=== Records supplied ===
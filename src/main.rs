mod cli;
mod config;
mod controller;
mod db;
mod error;
mod logic;
mod models;

use anyhow::{bail, Context, Result};
use clap::Parser;
use cli::{Cli, Commands};
use config::Config;
use controller::{ControllerClient, IrrigationController, RateLimitRegistry};
use db::{Database, Inventory};
use logic::RuleEngine;
use models::{ExecutionResult, Rule};
use std::path::Path;
use std::sync::Arc;
use std::time::Duration;
use tracing_subscriber::EnvFilter;

#[tokio::main]
async fn main() -> Result<()> {
    // Load .env file if present
    let _ = dotenvy::dotenv();

    let cli = Cli::parse();

    tracing_subscriber::fmt()
        .with_env_filter(
            EnvFilter::try_from_default_env().unwrap_or_else(|_| EnvFilter::new(cli.log_level())),
        )
        .init();

    let registry = RateLimitRegistry::new();

    match &cli.command {
        Commands::Init => {
            Config::setup_interactive()?;
            Ok(())
        }
        Commands::Run => run_once(&cli, &registry).await,
        Commands::Daemon { interval } => run_daemon(&cli, &registry, *interval).await,
        Commands::Check => run_check(&cli, &registry).await,
        Commands::Import { file } => run_import(&cli, file),
        Commands::Rules => list_rules(&cli),
        Commands::Stop { device_id } => stop_device(&cli, &registry, device_id).await,
    }
}

fn open_database(cli: &Cli) -> Result<Database> {
    let path = Config::db_path(cli.data_dir.as_ref())?;
    Database::open(&path).with_context(|| format!("failed to open database at {}", path.display()))
}

fn build_engine(config: &Config, db: Database, registry: &RateLimitRegistry) -> Result<RuleEngine> {
    let controller: Option<Arc<dyn IrrigationController>> = if config.controller.has_credential()
    {
        Some(Arc::new(ControllerClient::new(
            config.controller.clone(),
            registry,
        )?))
    } else {
        tracing::warn!("controller.api_key is not set; evaluation passes will be skipped");
        None
    };
    Ok(RuleEngine::new(db, controller, &config.engine))
}

async fn run_once(cli: &Cli, registry: &RateLimitRegistry) -> Result<()> {
    let config = Config::load(cli.config.clone())?;
    let db = open_database(cli)?;
    let engine = build_engine(&config, db, registry)?;

    let summary = engine.run_pass().await;
    match summary.aborted {
        Some(reason) => println!("Pass skipped: {}", reason),
        None => {
            println!(
                "Evaluated {} rule(s): {} matched, {} triggered, {} in cooldown, {} failed",
                summary.rules_evaluated,
                summary.rules_matched,
                summary.rules_triggered,
                summary.rules_held_back,
                summary.rules_failed
            );
            if summary.rate_limited {
                println!("Controller API was rate limited during this pass");
            }
        }
    }
    Ok(())
}

async fn run_daemon(
    cli: &Cli,
    registry: &RateLimitRegistry,
    interval_override: Option<u64>,
) -> Result<()> {
    let config = Config::load(cli.config.clone())?;
    let minutes = interval_override.unwrap_or(config.engine.interval_minutes);
    if minutes == 0 {
        bail!("interval must be at least one minute");
    }

    let db = open_database(cli)?;
    let engine = build_engine(&config, db, registry)?;

    tracing::info!(interval_minutes = minutes, "Starting evaluation loop");
    let mut ticker = tokio::time::interval(Duration::from_secs(minutes * 60));
    ticker.set_missed_tick_behavior(tokio::time::MissedTickBehavior::Delay);

    loop {
        tokio::select! {
            _ = ticker.tick() => engine.run_evaluation_pass().await,
            _ = tokio::signal::ctrl_c() => {
                tracing::info!("Received Ctrl+C, stopping");
                break;
            }
        }
    }
    Ok(())
}

async fn run_check(cli: &Cli, registry: &RateLimitRegistry) -> Result<()> {
    let config = Config::load(cli.config.clone())?;
    println!("Config OK");
    println!("  Controller: {}", config.controller.base_url);
    println!(
        "  Engine:     every {} min, {} day trend window, source '{}'",
        config.engine.interval_minutes, config.engine.history_days, config.engine.watering_source
    );

    let db = open_database(cli)?;
    println!("Database: {}", db.path().display());

    let records = db.list_rules()?;
    let invalid = records
        .iter()
        .cloned()
        .filter_map(|r| Rule::from_record(r).err())
        .inspect(|e| println!("  {}", e))
        .count();
    println!("  {} rule(s), {} invalid", records.len(), invalid);
    println!("  {} device(s), {} zone(s)", db.get_known_devices()?.len(), db.list_zones()?.len());

    if !config.controller.has_credential() {
        println!("Controller: API key not configured");
        return Ok(());
    }

    let client = ControllerClient::new(config.controller.clone(), registry)?;
    if !client.test_connection().await? {
        println!("Controller: OFFLINE");
        return Ok(());
    }
    println!("Controller: OK");

    for device in client.list_devices().await? {
        println!("  {} ({})", device.name, device.id);
        for zone in &device.zones {
            let state = if zone.enabled { "" } else { " [disabled]" };
            println!("    zone {}: {} ({}){}", zone.zone_number, zone.name, zone.id, state);
        }
    }

    let tracker = client.tracker();
    let state = tracker.state();
    println!(
        "Rate limit for {}: remaining {} of {}{}",
        tracker.api(),
        state
            .remaining
            .map_or_else(|| "?".to_string(), |r| r.to_string()),
        state.limit.map_or_else(|| "?".to_string(), |l| l.to_string()),
        state
            .reset_time
            .map(|t| format!(", resets {}", t.to_rfc3339()))
            .unwrap_or_default()
    );
    if tracker.is_limited() {
        println!("  currently rate limited");
    }
    Ok(())
}

fn run_import(cli: &Cli, file: &Path) -> Result<()> {
    let inventory = Inventory::from_path(file)
        .with_context(|| format!("failed to read inventory {}", file.display()))?;
    let db = open_database(cli)?;
    let summary = db.import_inventory(&inventory)?;
    println!(
        "Imported {} device(s), {} zone(s), {} rule(s), {} reading(s)",
        summary.devices, summary.zones, summary.rules, summary.readings
    );
    Ok(())
}

fn list_rules(cli: &Cli) -> Result<()> {
    let db = open_database(cli)?;
    let records = db.list_rules()?;
    if records.is_empty() {
        println!("No rules. Use `raincheck import <file>` to add some.");
        return Ok(());
    }

    for record in records {
        let last_run = record
            .last_run_at
            .map(|t| t.format("%Y-%m-%d %H:%M UTC").to_string())
            .unwrap_or_else(|| "never".into());
        let status = if record.enabled { "on " } else { "off" };
        println!("[{}] #{} {} (last run: {})", status, record.id, record.name, last_run);

        if let Some(ref raw) = record.last_result {
            match serde_json::from_str::<ExecutionResult>(raw) {
                Ok(result) => println!(
                    "      {}: ok {:?}, failed {:?}, skipped {:?}",
                    result.action,
                    result.successful_targets,
                    result.failed_targets,
                    result.skipped_targets
                ),
                Err(_) => println!("      {}", raw),
            }
        }
        if let Err(e) = Rule::from_record(record) {
            println!("      invalid: {}", e);
        }
    }

    let audit = db.recent_audit_entries(10)?;
    if !audit.is_empty() {
        println!();
        println!("Recent activity:");
        for entry in audit {
            println!(
                "  {} {} {}",
                entry.timestamp.format("%Y-%m-%d %H:%M"),
                entry.action.as_str(),
                entry.rule_name
            );
        }
    }
    Ok(())
}

async fn stop_device(cli: &Cli, registry: &RateLimitRegistry, device_id: &str) -> Result<()> {
    let config = Config::load(cli.config.clone())?;
    let client = ControllerClient::new(config.controller, registry)?;
    match client.stop(device_id).await {
        Ok(()) => {
            println!("Stopped watering on {}", device_id);
            Ok(())
        }
        Err(e) if e.is_invalid_target() => {
            bail!("Controller does not recognise device {}: {}", device_id, e)
        }
        Err(e) if e.is_rate_limited() => {
            let reset = e
                .reset_at()
                .map(|at| at.to_rfc3339())
                .unwrap_or_else(|| "an unknown time".to_string());
            bail!("Controller is rate limited until {}, try again later", reset)
        }
        Err(e) => Err(e).with_context(|| format!("failed to stop watering on {}", device_id)),
    }
}
use clap::{Parser, Subcommand};
use std::path::PathBuf;

#[derive(Parser)]
#[command(
    name = "raincheck",
    version,
    about = "Weather-driven irrigation rules for smart sprinkler controllers"
)]
pub struct Cli {
    #[command(subcommand)]
    pub command: Commands,

    /// Path to config.yaml
    #[arg(short, long, global = true)]
    pub config: Option<PathBuf>,

    /// Override SQLite data directory
    #[arg(short, long, global = true)]
    pub data_dir: Option<PathBuf>,

    /// Increase log verbosity (-v for debug, -vv for trace)
    #[arg(short, long, global = true, action = clap::ArgAction::Count)]
    pub verbose: u8,
}

#[derive(Subcommand)]
pub enum Commands {
    /// Run one evaluation pass now
    Run,
    /// Run evaluation passes on the configured interval until interrupted
    Daemon {
        /// Override engine.interval_minutes
        #[arg(short, long)]
        interval: Option<u64>,
    },
    /// Validate config and test the controller connection
    Check,
    /// Re-run interactive setup
    Init,
    /// Load devices, zones, rules and sensor readings from a YAML file
    Import {
        file: PathBuf,
    },
    /// List rules with their last run and result
    Rules,
    /// Stop all watering on a device
    Stop {
        device_id: String,
    },
}

impl Cli {
    /// Log filter directive for the requested verbosity.
    pub fn log_level(&self) -> &'static str {
        match self.verbose {
            0 => "info",
            1 => "debug",
            _ => "trace",
        }
    }
}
===
Task to complete — In the records, which lines use the word "until"? Report them.

Output of the exercise —
            bail!("Controller is rate limited until {}, try again later", reset)
    /// Run evaluation passes on the configured interval until interrupted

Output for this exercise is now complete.